Río de Janeiro, 7 jul (EFE).- El mayor sindicato de trabajadores del sector petrolero en Brasil promovió hoy diferentes actos para protestar contra un proyecto de ley que pone fin al régimen que garantiza a la estatal Petrobras participación en todos los proyectos de explotación de las gigantescas reservas del presal.

“Nuestras protestas tienen por objetivo llamar la atención de los parlamentarios sobre un proyecto de ley que perjudica a la mayor empresa de Brasil y entrega a trasnacionales inmensas riquezas naturales brasileñas”, explicó el coordinador de la Federación Única de los Petroleros (FUP), José María Rangel, a periodistas.

Las manifestaciones se repitieron en aeropuertos de diferentes ciudades del país, principalmente en el de Brasilia, en donde los sindicalistas recibieron a parlamentarios procedentes de todo Brasil para una nueva semana legislativa.

Los actos tuvieron lugar un día después de que la FUP, en asambleas regionales, anunciara su decisión de promover una huelga nacional que puede paralizar a Petrobras, la mayor empresa del país, en caso de que prospere la criticada iniciativa legislativa, que podrá ser votada el próximo martes en el Senado en primera ronda.

Las protestas tienen en su mira el proyecto de ley propuesto por el senador y excandidato presidencial José Serra, uno de los principales líderes de la oposición, que reduce la participación de Petrobras en los consorcios que se adjudican derechos para explotar el presal y le quita a la estatal el papel de operador único.

La legislación creada específicamente para la explotación del presal prevé la participación de al menos un 30 % de Petrobras en cualquier consorcio que produzca en estas gigantescas reservas descubiertas por la petrolera estatal en aguas muy profundas del océano Atlántico y que pueden convertir a Brasil en uno de los mayores exportadores mundiales de crudo.

De acuerdo con Serra, la norma frena nuevos proyectos para la explotación del presal debido a que Petrobras, actualmente protagonista de un gigantesco escándalo de corrupción que le obligó a revisar sus inversiones, carece de recursos suficientes para garantizar su participación en los consorcios que disputen derechos sobre estos yacimientos.

Brasil puso fin en 1999 al monopolio que tenía Petrobras para explorar y explotar hidrocarburos en el país y, desde ese año y hasta 2008, realizó subastas anuales para conceder a diferentes empresas nacionales y extranjeras concesiones para producir en el país.

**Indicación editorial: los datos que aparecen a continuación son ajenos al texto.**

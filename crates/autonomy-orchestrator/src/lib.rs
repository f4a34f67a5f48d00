// crates/autonomy-orchestrator/src/lib.rs
// ============================================================================
// Crate: autonomy-orchestrator
// Description: Drives goals through Planner/Executor/MemoryWriter/Auditor roles.
// Purpose: Everything above a single pipeline call: plans, resilience, rewards, retention.
// Dependencies: autonomy-core, autonomy-kernel, thiserror, tracing
// ============================================================================

//! Implements components C10 through C14: the Role Orchestrator, the
//! role-call resilience policy shared by every role, the Reward/Trace
//! Collector, the Retention Manager, and the Projection Rebuilder.

pub mod orchestrator;
pub mod projection;
pub mod retention;
pub mod reward;
pub mod role_call;
pub mod roles;
pub mod trace;

pub use orchestrator::GoalAdmissionPolicy;
pub use orchestrator::Orchestrator;
pub use orchestrator::OrchestratorError;
pub use orchestrator::RoleBreakers;
pub use projection::RequestProjection;
pub use projection::rebuild_projections;
pub use retention::RetentionError;
pub use retention::RetentionExport;
pub use retention::export_and_evict;
pub use reward::checkpoint_reward;
pub use reward::episode_reward;
pub use role_call::CircuitBreaker;
pub use role_call::RoleCallError;
pub use role_call::RoleCallPolicy;
pub use role_call::call_with_policy;
pub use roles::Auditor;
pub use roles::Executor;
pub use roles::MemoryWriter;
pub use roles::Planner;
pub use roles::RoleError;
pub use trace::Episode;
pub use trace::RewardTier;
pub use trace::SourceTrust;
pub use trace::TraceCollector;
pub use trace::TrainingExample;
// crates/autonomy-kernel/src/checks.rs
// ============================================================================
// Module: Verifier (C5) and Invariant Checker (C6)
// Description: Per-tool post-condition and invariant checks, evaluated with a trace.
// Purpose: Decide whether an executed call's effects and global invariants hold.
// Dependencies: autonomy-core
// ============================================================================

//! ## Overview
//! Generalizes `GateEvaluator`'s evaluate-with-trace shape from a tri-state
//! requirement tree down to a flat, severity-tagged checklist: each
//! registered check for a tool either passes or fails, and a failing check
//! marked critical makes the whole set critical. `CheckSetOutcome`
//! (`autonomy-core`) is the trace.

use std::collections::BTreeMap;
use std::sync::Arc;
use std::sync::mpsc;
use std::thread;
use std::time::Duration;

use autonomy_core::CheckOutcome;
use autonomy_core::CheckSetOutcome;
use autonomy_core::ProposedToolCall;
use autonomy_core::ToolName;
use serde_json::Value;

/// Default ceiling on a single check's run time before it is treated as a
/// failed critical check.
pub const DEFAULT_CHECK_TIMEOUT: Duration = Duration::from_secs(5);

/// A single post-condition or invariant check registered against a tool.
pub trait Check: Send + Sync {
    /// Stable name surfaced in [`CheckOutcome::name`].
    fn name(&self) -> &str;

    /// Whether a failure of this check is critical, i.e. should trigger
    /// compensation and block the pipeline's success path.
    fn is_critical(&self) -> bool;

    /// Runs the check against a call and its execution output, returning
    /// `Ok(())` on success or an error detail on failure.
    fn run(&self, call: &ProposedToolCall, output: &Value) -> Result<(), String>;
}

/// Registry of checks keyed by the tool they apply to. Shared by the
/// Verifier (post-conditions) and the Invariant Checker (global invariants)
/// — both are "run every registered check for this tool and aggregate".
pub struct CheckRegistry {
    checks: BTreeMap<String, Vec<Arc<dyn Check>>>,
    global: Vec<Arc<dyn Check>>,
    timeout: Duration,
}

impl Default for CheckRegistry {
    fn default() -> Self {
        Self::new()
    }
}

impl CheckRegistry {
    /// Creates an empty registry with the default per-check timeout.
    #[must_use]
    pub fn new() -> Self {
        Self::with_timeout(DEFAULT_CHECK_TIMEOUT)
    }

    /// Creates an empty registry, bounding each check's run to `timeout`.
    #[must_use]
    pub fn with_timeout(timeout: Duration) -> Self {
        Self {
            checks: BTreeMap::new(),
            global: Vec::new(),
            timeout,
        }
    }

    /// Registers a check scoped to `tool_name`, run only for calls to that
    /// tool.
    pub fn register_for_tool(&mut self, tool_name: &ToolName, check: impl Check + 'static) {
        self.checks.entry(tool_name.as_str().to_string()).or_default().push(Arc::new(check));
    }

    /// Registers a check that runs for every tool, regardless of name.
    pub fn register_global(&mut self, check: impl Check + 'static) {
        self.global.push(Arc::new(check));
    }

    /// Runs every applicable check (global plus tool-scoped) against `call`
    /// and its `output`, returning the aggregated outcome. A check that does
    /// not finish within this registry's timeout is reported as a failed
    /// critical check rather than blocking the pipeline indefinitely.
    #[must_use]
    pub fn evaluate(&self, call: &ProposedToolCall, output: &Value) -> CheckSetOutcome {
        let mut outcomes = Vec::new();
        for check in &self.global {
            outcomes.push(run_with_timeout(Arc::clone(check), call, output, self.timeout));
        }
        if let Some(tool_checks) = self.checks.get(call.tool_name.as_str()) {
            for check in tool_checks {
                outcomes.push(run_with_timeout(Arc::clone(check), call, output, self.timeout));
            }
        }
        CheckSetOutcome::new(outcomes)
    }
}

fn run_with_timeout(check: Arc<dyn Check>, call: &ProposedToolCall, output: &Value, timeout: Duration) -> CheckOutcome {
    let name = check.name().to_string();
    let call = call.clone();
    let output = output.clone();
    let (tx, rx) = mpsc::channel();
    // Detached: if the check never returns, the outcome below is already
    // reported and the thread is abandoned rather than joined.
    thread::spawn(move || {
        let outcome = run_one(check.as_ref(), &call, &output);
        let _ = tx.send(outcome);
    });
    match rx.recv_timeout(timeout) {
        Ok(outcome) => outcome,
        Err(_) => CheckOutcome {
            name,
            passed: false,
            critical: true,
            detail: Some(format!("check did not complete within {timeout:?}")),
        },
    }
}

fn run_one(check: &dyn Check, call: &ProposedToolCall, output: &Value) -> CheckOutcome {
    match check.run(call, output) {
        Ok(()) => CheckOutcome {
            name: check.name().to_string(),
            passed: true,
            critical: check.is_critical(),
            detail: None,
        },
        Err(detail) => CheckOutcome {
            name: check.name().to_string(),
            passed: false,
            critical: check.is_critical(),
            detail: Some(detail),
        },
    }
}

#[cfg(test)]
mod tests {
    use autonomy_core::CallSource;
    use autonomy_core::Timestamp;
    use time::macros::datetime;

    use super::*;

    struct OutputIsObject;

    impl Check for OutputIsObject {
        fn name(&self) -> &str {
            "output_is_object"
        }

        fn is_critical(&self) -> bool {
            true
        }

        fn run(&self, _call: &ProposedToolCall, output: &Value) -> Result<(), String> {
            if output.is_object() {
                Ok(())
            } else {
                Err("output was not a json object".to_string())
            }
        }
    }

    fn call() -> ProposedToolCall {
        ProposedToolCall {
            request_id: "r1".into(),
            correlation_id: "c1".into(),
            agent_id: "agent-1".into(),
            tool_name: "read_file".into(),
            params: Value::Null,
            source: CallSource::Direct,
            proposed_at: Timestamp::from_offset_date_time(datetime!(2026-01-01 00:00:00 UTC)),
        }
    }

    #[test]
    fn global_check_runs_regardless_of_tool() {
        let mut registry = CheckRegistry::new();
        registry.register_global(OutputIsObject);
        let outcome = registry.evaluate(&call(), &Value::Null);
        assert!(outcome.has_critical_failure());
    }

    #[test]
    fn tool_scoped_check_only_runs_for_matching_tool() {
        let mut registry = CheckRegistry::new();
        registry.register_for_tool(&ToolName::new("write_file"), OutputIsObject);
        let outcome = registry.evaluate(&call(), &Value::Null);
        assert!(outcome.all_passed());
    }

    #[test]
    fn passing_check_is_not_critical_failure() {
        let mut registry = CheckRegistry::new();
        registry.register_global(OutputIsObject);
        let outcome = registry.evaluate(&call(), &serde_json::json!({}));
        assert!(outcome.all_passed());
        assert!(!outcome.has_critical_failure());
    }

    struct NeverReturns;

    impl Check for NeverReturns {
        fn name(&self) -> &str {
            "never_returns"
        }

        fn is_critical(&self) -> bool {
            false
        }

        fn run(&self, _call: &ProposedToolCall, _output: &Value) -> Result<(), String> {
            thread::sleep(Duration::from_secs(60));
            Ok(())
        }
    }

    #[test]
    fn a_check_exceeding_its_timeout_is_reported_as_a_failed_critical_check() {
        let mut registry = CheckRegistry::with_timeout(Duration::from_millis(20));
        registry.register_global(NeverReturns);
        let outcome = registry.evaluate(&call(), &Value::Null);
        assert!(outcome.has_critical_failure());
    }
}
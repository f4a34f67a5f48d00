// crates/autonomy-core/src/orchestrated.rs
// ============================================================================
// Module: Orchestrated Results
// Description: The terminal outcome of a goal's run through the Role Orchestrator.
// Purpose: Summarize plan execution, memory writes, and audit findings for a goal.
// Dependencies: serde
// ============================================================================

//! The terminal outcome of a goal's run through the Role Orchestrator.

use serde::Deserialize;
use serde::Serialize;

use crate::ids::GoalId;
use crate::ids::PlanId;
use crate::plan::PlanStatus;
use crate::result::PipelineResult;

/// Severity of an anomaly surfaced by the Auditor role.
#[derive(Debug, Clone, Copy, PartialEq, Eq, PartialOrd, Ord, Serialize, Deserialize)]
#[serde(rename_all = "snake_case")]
pub enum AnomalySeverity {
    /// Worth noting, did not affect the outcome.
    Info,
    /// May indicate a planning or execution defect.
    Warning,
    /// Indicates the run's result should not be trusted without review.
    Severe,
}

/// A finding raised by the Auditor role while reviewing a completed plan.
#[derive(Debug, Clone, Serialize, Deserialize)]
pub struct Anomaly {
    /// How serious the finding is.
    pub severity: AnomalySeverity,
    /// Human-readable description of what was observed.
    pub description: String,
    /// Step or request this finding relates to, if any.
    pub related_request_id: Option<crate::ids::RequestId>,
}

/// Measure of how far a plan's actual execution diverged from what was
/// planned, used by the reward model's episode-level drift penalty.
#[derive(Debug, Clone, Serialize, Deserialize)]
pub struct DriftReport {
    /// Normalized divergence between the planned and executed steps, in
    /// `[0, 1]`. `0` means the plan executed exactly as written.
    pub drift_score: f64,
    /// Plan steps that were skipped, reordered, or substituted.
    pub deviations: Vec<String>,
}

impl DriftReport {
    /// A report indicating no drift was observed.
    #[must_use]
    pub fn none() -> Self {
        Self {
            drift_score: 0.0,
            deviations: Vec::new(),
        }
    }
}

/// Report produced by the Auditor role after reviewing a plan's execution.
#[derive(Debug, Clone, Serialize, Deserialize)]
pub struct AuditReport {
    /// How far execution diverged from the plan.
    pub drift_report: DriftReport,
    /// Anomalies found, empty if the run looked clean.
    pub anomalies: Vec<Anomaly>,
    /// Follow-up actions the auditor suggests, e.g. tightening a tool's risk
    /// class or revisiting a role's call authorization.
    pub recommendations: Vec<String>,
}

impl AuditReport {
    /// Whether any anomaly reaches [`AnomalySeverity::Severe`].
    #[must_use]
    pub fn has_severe_anomaly(&self) -> bool {
        self.anomalies
            .iter()
            .any(|anomaly| anomaly.severity == AnomalySeverity::Severe)
    }
}

/// Report produced by the Memory Writer role summarizing how many records it
/// admitted versus held back for review.
#[derive(Debug, Clone, Copy, Serialize, Deserialize)]
pub struct MemoryReport {
    /// Total candidate records considered for persistence.
    pub total: u64,
    /// Records written without reservation.
    pub allowed: u64,
    /// Records held back pending review rather than written outright.
    pub quarantined: u64,
    /// Records dropped entirely.
    pub rejected: u64,
}

/// The full record of a goal's run through the Role Orchestrator.
#[derive(Debug, Clone, Serialize, Deserialize)]
pub struct OrchestratedResult {
    /// Goal this run pursued.
    pub goal_id: GoalId,
    /// Plan generated and executed for the goal.
    pub plan_id: PlanId,
    /// Final status of the plan.
    pub plan_status: PlanStatus,
    /// Pipeline result for each step executed, in execution order.
    pub step_results: Vec<PipelineResult>,
    /// Memory Writer's report, present iff the role ran.
    pub memory: Option<MemoryReport>,
    /// Auditor's report, present iff the role ran.
    pub audit: Option<AuditReport>,
}

impl OrchestratedResult {
    /// Whether every step succeeded and no severe anomaly was found.
    #[must_use]
    pub fn is_clean_success(&self) -> bool {
        matches!(self.plan_status, PlanStatus::Completed)
            && self.step_results.iter().all(PipelineResult::succeeded)
            && !self.audit.as_ref().is_some_and(AuditReport::has_severe_anomaly)
    }
}

#[cfg(test)]
mod tests {
    use super::*;

    #[test]
    fn clean_success_requires_completed_status_and_no_severe_anomalies() {
        let result = OrchestratedResult {
            goal_id: GoalId::new("g1"),
            plan_id: PlanId::new("p1"),
            plan_status: PlanStatus::Completed,
            step_results: Vec::new(),
            memory: None,
            audit: Some(AuditReport {
                drift_report: DriftReport::none(),
                anomalies: vec![Anomaly {
                    severity: AnomalySeverity::Severe,
                    description: "unexpected side effect".to_string(),
                    related_request_id: None,
                }],
                recommendations: Vec::new(),
            }),
        };
        assert!(!result.is_clean_success());
    }

    #[test]
    fn clean_success_with_no_audit_report_passes() {
        let result = OrchestratedResult {
            goal_id: GoalId::new("g1"),
            plan_id: PlanId::new("p1"),
            plan_status: PlanStatus::Completed,
            step_results: Vec::new(),
            memory: None,
            audit: None,
        };
        assert!(result.is_clean_success());
    }
}
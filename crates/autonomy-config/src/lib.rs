// crates/autonomy-config/src/lib.rs
// ============================================================================
// Crate: autonomy-config
// Description: TOML configuration surface for the autonomy kernel workspace.
// Purpose: Load and validate pipeline, role-call, and retention settings.
// Dependencies: autonomy-core, autonomy-kernel, autonomy-orchestrator, serde, toml, thiserror
// ============================================================================

//! Mirrors the `{autoApproveReadOnly?, ...}` configuration surface from the
//! pipeline's spec, plus role-call policy, role-call authorization, and
//! retention sections, each as its own typed, independently validated
//! section under one top-level [`AutonomyConfig`].

pub mod loader;
pub mod pipeline_config;
pub mod retention_config;
pub mod role_call_config;

pub use loader::AutonomyConfig;
pub use loader::ConfigError;
pub use pipeline_config::PipelineConfig;
pub use retention_config::RetentionConfig;
pub use role_call_config::RoleCallAuthorizationConfig;
pub use role_call_config::RoleCallConfig;
pub use role_call_config::SourceTrustLevel;
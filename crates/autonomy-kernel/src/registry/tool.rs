// crates/autonomy-kernel/src/registry/tool.rs
// ============================================================================
// Module: Tool Registry (C1)
// Description: Registry of tool contracts with allow/deny access policy.
// Purpose: Resolve a proposed call's tool name to its contract before validation.
// Dependencies: autonomy-core
// ============================================================================

//! ## Overview
//! Mirrors the provider-registry shape used elsewhere in this codebase: a
//! `BTreeMap` keyed store with an access policy checked at lookup time, not
//! at registration time, so a tool can be registered once and have its
//! availability toggled per deployment without re-registering.

use std::collections::BTreeMap;
use std::collections::BTreeSet;

use autonomy_core::ToolContract;
use autonomy_core::ToolName;

/// Access policy controlling which registered tools may be invoked.
#[derive(Debug, Clone, PartialEq, Eq)]
pub struct ToolAccessPolicy {
    /// Optional allowlist of tool names; when present, only these may run.
    pub allowlist: Option<BTreeSet<String>>,
    /// Explicit denylist of tool names, checked ahead of the allowlist.
    pub denylist: BTreeSet<String>,
}

impl ToolAccessPolicy {
    /// Returns a policy that permits every registered tool.
    #[must_use]
    pub const fn allow_all() -> Self {
        Self {
            allowlist: None,
            denylist: BTreeSet::new(),
        }
    }

    /// Returns true when `tool_name` is permitted by this policy.
    #[must_use]
    pub fn is_allowed(&self, tool_name: &str) -> bool {
        if self.denylist.contains(tool_name) {
            return false;
        }
        match &self.allowlist {
            Some(allowlist) => allowlist.contains(tool_name),
            None => true,
        }
    }
}

impl Default for ToolAccessPolicy {
    fn default() -> Self {
        Self::allow_all()
    }
}

/// Errors raised when registering or resolving a tool.
#[derive(Debug, thiserror::Error, PartialEq, Eq)]
pub enum ToolRegistryError {
    /// A contract was already registered under this name.
    #[error("tool already registered: {0}")]
    AlreadyRegistered(String),
    /// No contract is registered under this name.
    #[error("tool not registered: {0}")]
    NotRegistered(String),
    /// The tool is registered but blocked by the access policy.
    #[error("tool blocked by policy: {0}")]
    BlockedByPolicy(String),
}

/// Registry of tool contracts, keyed by [`ToolName`].
pub struct ToolRegistry {
    contracts: BTreeMap<String, ToolContract>,
    policy: ToolAccessPolicy,
}

impl ToolRegistry {
    /// Creates an empty registry under the given policy.
    #[must_use]
    pub fn new(policy: ToolAccessPolicy) -> Self {
        Self {
            contracts: BTreeMap::new(),
            policy,
        }
    }

    /// Registers a new tool contract.
    ///
    /// # Errors
    ///
    /// Returns [`ToolRegistryError::AlreadyRegistered`] if a contract is
    /// already registered under this name.
    pub fn register(&mut self, contract: ToolContract) -> Result<(), ToolRegistryError> {
        let key = contract.name.as_str().to_string();
        if self.contracts.contains_key(&key) {
            return Err(ToolRegistryError::AlreadyRegistered(key));
        }
        self.contracts.insert(key, contract);
        Ok(())
    }

    /// Resolves a tool name to its contract, enforcing the access policy.
    ///
    /// # Errors
    ///
    /// Returns [`ToolRegistryError::NotRegistered`] or
    /// [`ToolRegistryError::BlockedByPolicy`].
    pub fn resolve(&self, tool_name: &ToolName) -> Result<&ToolContract, ToolRegistryError> {
        let key = tool_name.as_str();
        if !self.policy.is_allowed(key) {
            return Err(ToolRegistryError::BlockedByPolicy(key.to_string()));
        }
        self.contracts
            .get(key)
            .ok_or_else(|| ToolRegistryError::NotRegistered(key.to_string()))
    }

    /// Returns the configured access policy.
    #[must_use]
    pub const fn policy(&self) -> &ToolAccessPolicy {
        &self.policy
    }

    /// Lists every registered tool name, in sorted order.
    #[must_use]
    pub fn tool_names(&self) -> Vec<&str> {
        self.contracts.keys().map(String::as_str).collect()
    }
}

#[cfg(test)]
mod tests {
    use autonomy_core::RiskClass;

    use super::*;

    fn contract(name: &str) -> ToolContract {
        ToolContract::builder(name, RiskClass::Routine).build()
    }

    #[test]
    fn rejects_duplicate_registration() {
        let mut registry = ToolRegistry::new(ToolAccessPolicy::allow_all());
        registry.register(contract("read_file")).expect("first registration");
        let err = registry.register(contract("read_file")).unwrap_err();
        assert_eq!(err, ToolRegistryError::AlreadyRegistered("read_file".to_string()));
    }

    #[test]
    fn resolve_fails_for_unregistered_tool() {
        let registry = ToolRegistry::new(ToolAccessPolicy::allow_all());
        let err = registry.resolve(&ToolName::new("missing")).unwrap_err();
        assert_eq!(err, ToolRegistryError::NotRegistered("missing".to_string()));
    }

    #[test]
    fn policy_blocks_denylisted_tool_even_when_registered() {
        let mut policy = ToolAccessPolicy::allow_all();
        policy.denylist.insert("rm_rf".to_string());
        let mut registry = ToolRegistry::new(policy);
        registry.register(contract("rm_rf")).expect("registration");
        let err = registry.resolve(&ToolName::new("rm_rf")).unwrap_err();
        assert_eq!(err, ToolRegistryError::BlockedByPolicy("rm_rf".to_string()));
    }
}
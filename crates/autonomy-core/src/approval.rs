// crates/autonomy-core/src/approval.rs
// ============================================================================
// Module: Approval Requests and Decisions
// Description: Human-in-the-loop approval data model for the Approval Gate (C4).
// Purpose: Represent suspended calls awaiting approval, and the decisions that resolve them.
// Dependencies: serde
// ============================================================================

//! Human-in-the-loop approval data model for the Approval Gate (C4).

use serde::Deserialize;
use serde::Serialize;

use crate::ids::ApprovalId;
use crate::ids::RequestId;
use crate::time::Timestamp;

/// Lifecycle state of an approval request.
#[derive(Debug, Clone, Copy, PartialEq, Eq, Serialize, Deserialize)]
#[serde(rename_all = "snake_case")]
pub enum ApprovalStatus {
    /// Awaiting a decision; the owning pipeline call is blocked.
    Pending,
    /// Approved, execution may proceed.
    Approved,
    /// Denied, execution is aborted.
    Denied,
    /// No decision arrived before the configured timeout; treated as denied.
    TimedOut,
    /// Withdrawn before a decision was made, e.g. because the run was
    /// cancelled.
    Cancelled,
}

impl ApprovalStatus {
    /// Whether this status permits the pipeline to proceed with execution.
    #[must_use]
    pub const fn permits_execution(self) -> bool {
        matches!(self, Self::Approved)
    }

    /// Whether this status is terminal (no further transitions expected).
    #[must_use]
    pub const fn is_terminal(self) -> bool {
        !matches!(self, Self::Pending)
    }
}

/// A request for human or policy approval of a proposed tool call.
#[derive(Debug, Clone, Serialize, Deserialize)]
pub struct ApprovalRequest {
    /// Unique identifier for this approval request.
    pub approval_id: ApprovalId,
    /// The tool call awaiting approval.
    pub request_id: RequestId,
    /// Current lifecycle state.
    pub status: ApprovalStatus,
    /// When the request was created.
    pub created_at: Timestamp,
    /// When the request was resolved, if it has been.
    pub resolved_at: Option<Timestamp>,
    /// Freeform justification supplied by the approver, if any.
    pub reason: Option<String>,
    /// Identifier of whoever resolved the request, if it has been.
    pub decided_by: Option<String>,
}

impl ApprovalRequest {
    /// Creates a new pending approval request.
    #[must_use]
    pub fn pending(
        approval_id: impl Into<ApprovalId>,
        request_id: impl Into<RequestId>,
        created_at: Timestamp,
    ) -> Self {
        Self {
            approval_id: approval_id.into(),
            request_id: request_id.into(),
            status: ApprovalStatus::Pending,
            created_at,
            resolved_at: None,
            reason: None,
            decided_by: None,
        }
    }

    /// Resolves the request with a terminal status.
    pub fn resolve(&mut self, status: ApprovalStatus, resolved_at: Timestamp, reason: Option<String>, decided_by: Option<String>) {
        self.status = status;
        self.resolved_at = Some(resolved_at);
        self.reason = reason;
        self.decided_by = decided_by;
    }
}

/// A decision submitted by an approver to resolve an [`ApprovalRequest`].
#[derive(Debug, Clone, Serialize, Deserialize)]
pub struct ApprovalDecision {
    /// Request being resolved.
    pub approval_id: ApprovalId,
    /// `true` to approve, `false` to deny.
    pub approved: bool,
    /// Optional justification recorded on the request and in the audit log.
    pub reason: Option<String>,
    /// Identifier of the approver submitting this decision.
    pub decided_by: String,
}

El Gobierno suspendió estas subastas tras el descubrimiento del presal y creó un régimen específico para la explotación de estas reservas que le garantiza al Estado mayor participación en el crudo extraído y a Petrobras participación en todos los proyectos como operadora.

En 2013 Brasil realizó dos rondas de licitaciones bajo el régimen de concesión y la primera subasta con las reglas del régimen de producción compartida exclusivo para el presal.

La FUP optó por realizar su protesta en los aeropuertos en un intento de conversar con parlamentarios en sus ciudades de origen, o en el momento en que desembarcaban en Brasilia, sobre los supuestos peligros del cuestionado proyecto.

“Petrobras fue escogida como operadora única del presal para que el Estado pueda controlar el ritmo de producción de acuerdo con la demanda nacional y los intereses del país. No podemos aceptar un proyecto que amenaza los intereses de Brasil”, aseguró Rangel.

El líder sindical Jacy Afonso de Melo, secretario de organización de la Central Única de los Trabajadores (CUT), la mayor unión de sindicatos del país, dijo que el proyecto reducirá las inversiones de Brasil en educación y salud.

Ello debido a que la legislación también establece que la mitad de las regalías procedentes del presal sea destinada a estos dos sectores.